Los autobuses escolares norteamericanos son un elemento esencial del sistema educativo del país. Son vehículos seguros, eficientes y accesibles que permiten transportar a miles de estudiantes a sus escuelas todos los días.
1. Color: Desde 1939, por ley, deben ser de color amarillo «National School Bus Glossy Yellow». Esto facilita su visibilidad en la carretera.
2. Tamaño: Son considerablemente más grandes que los autobuses regulares, con capacidad para 40 a 80 estudiantes.
3. Seguridad: Cuentan con cinturones de seguridad y asientos elevados para una mejor protección en caso de accidente.
4. Puertas: Tienen dos puertas de emergencia, una delantera y otra trasera.
5. Luces: Poseen luces intermitentes de color ámbar para indicar que se están deteniendo o reanudando la marcha.
6. Stop: La señal de «Stop» en la parte trasera se extiende automáticamente cuando el autobús se detiene para que los niños puedan cruzar la calle de forma segura.

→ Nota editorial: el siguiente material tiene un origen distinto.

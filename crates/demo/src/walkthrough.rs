//! Shop + warehouse + order walkthrough.

use chrono::NaiveDate;

use retail_core::{DomainError, Entity, ProductId};
use retail_inventory::InventoryStore;
use retail_products::{Product, ProductDraft};
use retail_sales::{OrderSession, SalesCatalog};

use crate::config::DemoConfig;

/// What the walkthrough observed.
#[derive(Debug, Clone, PartialEq)]
pub struct WalkthroughReport {
    /// Shop catalog, one display line per product.
    pub catalog: Vec<String>,
    /// Units handed out by the first commit.
    pub ordered: Vec<Product>,
    /// Energy cost of one ordered unit under the configured tariff.
    pub unit_energy_cost: f64,
    /// Warehouse stock of the ordered product after both commits.
    pub stock_left: u64,
    pub second_commit_rejected: bool,
}

pub fn run(config: &DemoConfig) -> anyhow::Result<WalkthroughReport> {
    for warning in &config.warnings {
        tracing::warn!("{warning}");
    }

    let mut shop = SalesCatalog::new();
    let mut warehouse = InventoryStore::new();

    shop.list_draft(ProductDraft::new("Product", "A", 8.0, 16.0))?;
    shop.list_draft(ProductDraft::new("Product", "B", 8.0, 16.0).with_id("test-id"))?;

    let released = NaiveDate::from_ymd_opt(1993, 1, 1)
        .ok_or_else(|| anyhow::anyhow!("invalid release date"))?;
    let product_c = Product::new("product-c".parse::<ProductId>()?, "Prod", "C", released, 9.0, 10.0)?;
    let id = product_c.id().clone();
    shop.list_product(product_c.clone())?;
    warehouse.add_stock(product_c, 3)?;

    let mut order = OrderSession::new(&shop, &mut warehouse);
    order.reserve(&id)?;
    order.reserve(&id)?;
    let ordered = order.commit()?;

    let second_commit_rejected = match order.commit() {
        Ok(_) => false,
        Err(DomainError::SessionAlreadyCommitted) => true,
        Err(err) => return Err(err.into()),
    };

    let unit_energy_cost = ordered
        .first()
        .map(|product| product.energy_cost(&config.tariff))
        .unwrap_or_default();
    let stock_left = warehouse.quantity_of(&id)?;
    tracing::info!(product_id = %id, stock_left, unit_energy_cost, "walkthrough finished");

    Ok(WalkthroughReport {
        catalog: shop.render_all().collect(),
        ordered,
        unit_energy_cost,
        stock_left,
        second_commit_rejected,
    })
}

7. Chofer: Los conductores de autobuses escolares deben tener una licencia especial y recibir capacitación en seguridad vial y primeros auxilios.
8. Rutas: Los recorridos se planifican cuidadosamente para minimizar el tiempo de viaje y maximizar la seguridad.
9. Financiamiento: La mayoría de los autobuses escolares son financiados por el gobierno local o estatal.
10. Cultura: Son un símbolo cultural importante en Estados Unidos y forman parte del paisaje cotidiano.
Bonus:
- Propulsión: La mayoría funcionan con diésel, pero cada vez hay más modelos eléctricos e híbridos.
- Historia: Su diseño actual se estableció en la década de 1940.
- Regulaciones: Existen estrictas normas de seguridad que rigen su diseño, operación y mantenimiento.
- Accesibilidad: Algunos autobuses están equipados con rampas y elevadores para estudiantes con discapacidades.
- Tecnología: Algunos modelos modernos incorporan cámaras de seguridad, GPS y sistemas de comunicación.